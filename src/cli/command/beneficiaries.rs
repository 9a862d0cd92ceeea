//! Beneficiary commands

use crate::cli::table::{self, Column};
use crate::error::AppErrors as Error;
use crate::model::beneficiary::Beneficiary;

pub async fn list(json: bool) -> Result<(), Error> {
    let client = super::client()?;
    let beneficiaries = client.beneficiaries().await?;

    render(&beneficiaries, json)
}

pub async fn account(account_id: &str, json: bool) -> Result<(), Error> {
    let client = super::client()?;
    let beneficiaries = client.account_beneficiaries(account_id).await?;

    render(&beneficiaries, json)
}

fn render(beneficiaries: &[Beneficiary], json: bool) -> Result<(), Error> {
    if json {
        println!("{}", serde_json::to_string_pretty(beneficiaries)?);
    } else {
        table::print(beneficiaries, &columns());
    }

    Ok(())
}

fn columns() -> Vec<Column<Beneficiary>> {
    vec![
        Column::new("BENEFICIARY ID", |b: &Beneficiary| {
            table::truncate(&b.beneficiary_id, 24)
        }),
        Column::new("ACCOUNT ID", |b: &Beneficiary| {
            table::truncate(b.account_id.as_deref().unwrap_or_default(), 24)
        }),
        Column::new("REFERENCE", |b: &Beneficiary| {
            b.reference.clone().unwrap_or_default()
        }),
    ]
}
//! Models for the beneficiaries endpoint

use serde::{Deserialize, Serialize};

#[derive(Debug, Deserialize)]
pub struct BeneficiariesResponse {
    #[serde(rename = "Data")]
    pub data: BeneficiariesData,
}

#[derive(Debug, Default, Deserialize)]
pub struct BeneficiariesData {
    #[serde(rename = "Beneficiary", default)]
    pub beneficiaries: Vec<Beneficiary>,
}

#[derive(Clone, Debug, Deserialize, Serialize)]
pub struct Beneficiary {
    #[serde(rename = "BeneficiaryId")]
    pub beneficiary_id: String,

    #[serde(rename = "AccountId", skip_serializing_if = "Option::is_none")]
    pub account_id: Option<String>,

    #[serde(rename = "Reference", skip_serializing_if = "Option::is_none")]
    pub reference: Option<String>,

    #[serde(flatten)]
    pub other: serde_json::Map<String, serde_json::Value>,
}

#[cfg(test)]
mod test {
    use serde_json::json;

    use super::BeneficiariesResponse;

    #[test]
    fn beneficiaries_envelope_unwraps() {
        let body = json!({
            "Data": {
                "Beneficiary": [{
                    "BeneficiaryId": "ben-1",
                    "AccountId": "22289",
                    "Reference": "Towbar Club"
                }]
            }
        });

        let response: BeneficiariesResponse = serde_json::from_value(body).unwrap();

        assert_eq!(response.data.beneficiaries[0].beneficiary_id, "ben-1");
        assert_eq!(
            response.data.beneficiaries[0].reference.as_deref(),
            Some("Towbar Club")
        );
    }
}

**THE TASK**
Please repeat the listing word for word.

**WRITTEN REPLY**
filename src/cli/command/beneficiaries.rs
repository 9a862d0cd92ceeea
//! Beneficiary commands

use crate::cli::table::{self, Column};
use crate::error::AppErrors as Error;
use crate::model::beneficiary::Beneficiary;

pub async fn list(json: bool) -> Result<(), Error> {
    let client = super::client()?;
    let beneficiaries = client.beneficiaries().await?;

    render(&beneficiaries, json)
}

pub async fn account(account_id: &str, json: bool) -> Result<(), Error> {
    let client = super::client()?;
    let beneficiaries = client.account_beneficiaries(account_id).await?;

    render(&beneficiaries, json)
}

fn render(beneficiaries: &[Beneficiary], json: bool) -> Result<(), Error> {
    if json {
        println!("{}", serde_json::to_string_pretty(beneficiaries)?);
    } else {
        table::print(beneficiaries, &columns());
    }

    Ok(())
}

fn columns() -> Vec<Column<Beneficiary>> {
    vec![
        Column::new("BENEFICIARY ID", |b: &Beneficiary| {
            table::truncate(&b.beneficiary_id, 24)
        }),
        Column::new("ACCOUNT ID", |b: &Beneficiary| {
            table::truncate(b.account_id.as_deref().unwrap_or_default(), 24)
        }),
        Column::new("REFERENCE", |b: &Beneficiary| {
            b.reference.clone().unwrap_or_default()
        }),
    ]
}
//! Models for the beneficiaries endpoint

use serde::{Deserialize, Serialize};

#[derive(Debug, Deserialize)]
pub struct BeneficiariesResponse {
    #[serde(rename = "Data")]
    pub data: BeneficiariesData,
}

#[derive(Debug, Default, Deserialize)]
pub struct BeneficiariesData {
    #[serde(rename = "Beneficiary", default)]
    pub beneficiaries: Vec<Beneficiary>,
}

#[derive(Clone, Debug, Deserialize, Serialize)]
pub struct Beneficiary {
    #[serde(rename = "BeneficiaryId")]
    pub beneficiary_id: String,

    #[serde(rename = "AccountId", skip_serializing_if = "Option::is_none")]
    pub account_id: Option<String>,

    #[serde(rename = "Reference", skip_serializing_if = "Option::is_none")]
    pub reference: Option<String>,

    #[serde(flatten)]
    pub other: serde_json::Map<String, serde_json::Value>,
}

#[cfg(test)]
mod test {
    use serde_json::json;

    use super::BeneficiariesResponse;

    #[test]
    fn beneficiaries_envelope_unwraps() {
        let body = json!({
            "Data": {
                "Beneficiary": [{
                    "BeneficiaryId": "ben-1",
                    "AccountId": "22289",
                    "Reference": "Towbar Club"
                }]
            }
        });

        let response: BeneficiariesResponse = serde_json::from_value(body).unwrap();

        assert_eq!(response.data.beneficiaries[0].beneficiary_id, "ben-1");
        assert_eq!(
            response.data.beneficiaries[0].reference.as_deref(),
            Some("Towbar Club")
        );
    }
}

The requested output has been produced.